There is a new video player out for the web. HTML 5 is now available on Vimeo and YouTube. It allows you to view a video with out any plug in being installed on your computer. It is currently still in beta testing and is only compatible with a couple browsers at this point. Those browsers are Chrome, ChromeFrame on Internet Explorer and Safari at this point.

It appears that not every one on the net is happy about this development. Vimeo spokesperson Brad Daugherty said "Almost every thread on the Internet about HTML 5 devolves into some kind of flamewar. Please don't comment here extolling the virtues of open source or unencumbered codecs,". Deborah Szajngarten, director of Marketing and Communications at Vimeo points out this is only a test at this time and their goal was to provide the video community with the best tools out there.
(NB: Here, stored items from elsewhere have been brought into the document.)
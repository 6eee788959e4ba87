//! The API endpoints URIs.
//!
//! For endpoints that take a parameter, e.g., '/api/assets/{dealer_id}', use [format_endpoint].

use reqwest::Url;

/// The root route which redirects to the assets page.
pub const ROOT: &str = "/";
/// The page for listing, creating and editing assets.
pub const ASSETS_VIEW: &str = "/assets";

/// The route for pushing field edits to the current draft.
pub const DRAFT: &str = "/api/draft";
/// The route for submitting the current draft.
pub const SUBMIT_DRAFT: &str = "/api/draft/submit";
/// The route for cancelling an edit.
pub const CANCEL_DRAFT: &str = "/api/draft/cancel";
/// The route for re-fetching the asset list.
pub const REFRESH_ASSETS: &str = "/api/refresh";
/// The route for starting to edit an asset.
pub const EDIT_ASSET: &str = "/api/assets/{dealer_id}/edit";
/// The route for deleting an asset.
pub const DELETE_ASSET: &str = "/api/assets/{dealer_id}";

/// Only used to borrow [Url]'s path segment encoding.
const SEGMENT_ENCODING_BASE: &str = "http://localhost";

/// Replace the parameter in `endpoint_path` with `id`.
///
/// A parameter is a path segment that starts with a left brace and ends with
/// a right brace. For example, in the endpoint path '/assets/{dealer_id}',
/// '{dealer_id}' is the parameter.
///
/// `id` is percent-encoded by [Url] so that it stays a single path segment,
/// the same way the backend client encodes it.
///
/// If no parameter is found in `endpoint_path`, the function returns
/// the original `endpoint_path`.
pub fn format_endpoint(endpoint_path: &str, id: &str) -> String {
    let Ok(mut url) = Url::parse(SEGMENT_ENCODING_BASE) else {
        return endpoint_path.to_owned();
    };

    if let Ok(mut segments) = url.path_segments_mut() {
        segments.clear();

        for segment in endpoint_path.trim_start_matches('/').split('/') {
            if segment.starts_with('{') && segment.ends_with('}') {
                segments.push(id);
            } else {
                segments.push(segment);
            }
        }
    }

    url.path().to_owned()
}

// These tests are here so that we know when we call `Uri::from_shared` it will not panic.
#[cfg(test)]
mod endpoints_tests {
    use axum::http::Uri;

    use crate::endpoints;

    use super::format_endpoint;

    fn assert_endpoint_is_valid_uri(uri: &str) {
        assert!(uri.parse::<Uri>().is_ok());
    }

    #[test]
    fn endpoints_are_valid_uris() {
        assert_endpoint_is_valid_uri(endpoints::ROOT);
        assert_endpoint_is_valid_uri(endpoints::ASSETS_VIEW);
        assert_endpoint_is_valid_uri(endpoints::DRAFT);
        assert_endpoint_is_valid_uri(endpoints::SUBMIT_DRAFT);
        assert_endpoint_is_valid_uri(endpoints::CANCEL_DRAFT);
        assert_endpoint_is_valid_uri(endpoints::REFRESH_ASSETS);
        assert_endpoint_is_valid_uri(endpoints::EDIT_ASSET);
        assert_endpoint_is_valid_uri(endpoints::DELETE_ASSET);
    }

    #[test]
    fn produces_valid_uri() {
        let formatted_path = format_endpoint("/hello/{world_id}", "D1");

        assert_eq!(formatted_path, "/hello/D1");
        assert!(formatted_path.parse::<Uri>().is_ok());
    }

    #[test]
    fn returns_original_path_with_no_parameter() {
        let formatted_path = format_endpoint("/hello/world", "D1");

        assert_eq!(formatted_path, "/hello/world");
    }

    #[test]
    fn parameter_in_middle() {
        let formatted_path = format_endpoint(endpoints::EDIT_ASSET, "D1");

        assert_eq!(formatted_path, "/api/assets/D1/edit");
    }

    #[test]
    fn encodes_reserved_characters() {
        let formatted_path = format_endpoint(endpoints::DELETE_ASSET, "D 1/ü");

        assert_eq!(formatted_path, "/api/assets/D%201%2F%C3%BC");
        assert!(formatted_path.parse::<Uri>().is_ok());
    }

    #[test]
    fn encodes_like_backend_client() {
        let mut url = reqwest::Url::parse("http://localhost").unwrap();
        url.path_segments_mut()
            .unwrap()
            .clear()
            .extend(["api", "assets", "a?b#c%d"]);

        assert_eq!(format_endpoint(endpoints::DELETE_ASSET, "a?b#c%d"), url.path());
    }

    #[test]
    fn root_is_unchanged() {
        assert_eq!(format_endpoint(endpoints::ROOT, "D1"), "/");
    }
}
So what are the other reasons that are railing against this change. I mean how could a User-Friendly plug in free player be a bad thing. If you are Adobe or Microsoft, you would be thinking other wise. Videos are big business. Both companies want to keep their footholds in this business via their propriety platform.


The article writer thinks that by the end of the year there will be more devices like the IPhone that doesn't support flash will be introduced to the game and the war will be on.

Most Hacked Software

Forbes magazine recently posted an article about the year's most hacked software. Believe it or not it was not Microsoft, but Adobe. According to iDefense, 45 bugs were found in Adobe reader software this year opposed to only 14 last year. Most of the more common Microsoft programs dropped in number of bugs found. Experts believe that one of the things that make Adobe a good candidate for hackers is because of the large number of users who have Adobe reader. They also explain that the complex code causes the potential of having a high risk of flaws.



Adobe is aware of these problems with their software being targeting so they have recently decided to require a quarterly patching cycle, an idea taken from Microsoft. Adobe has decided to take a more proactive approach to finding and fixing bugs.

Some of the other companies that made the most hacked software list were Internet Explorer, Firefox, Adobe Flash, Apple Quicktime, Microsoft Office, and Windows. Cybersecurity research frim Qualys was one of the companies that Forbes used to do find out the most vulnerable software and their chief technology officer, Wolfgang Kandek, states that "wormable" quality to Windows bugs means they remain his top priority.

Some people believe that if they are only using trusted software that they will not be vulnerable to many of the bug you read about in the news, but really it is the most common software that we use that causes the hackers to be able to get into our system.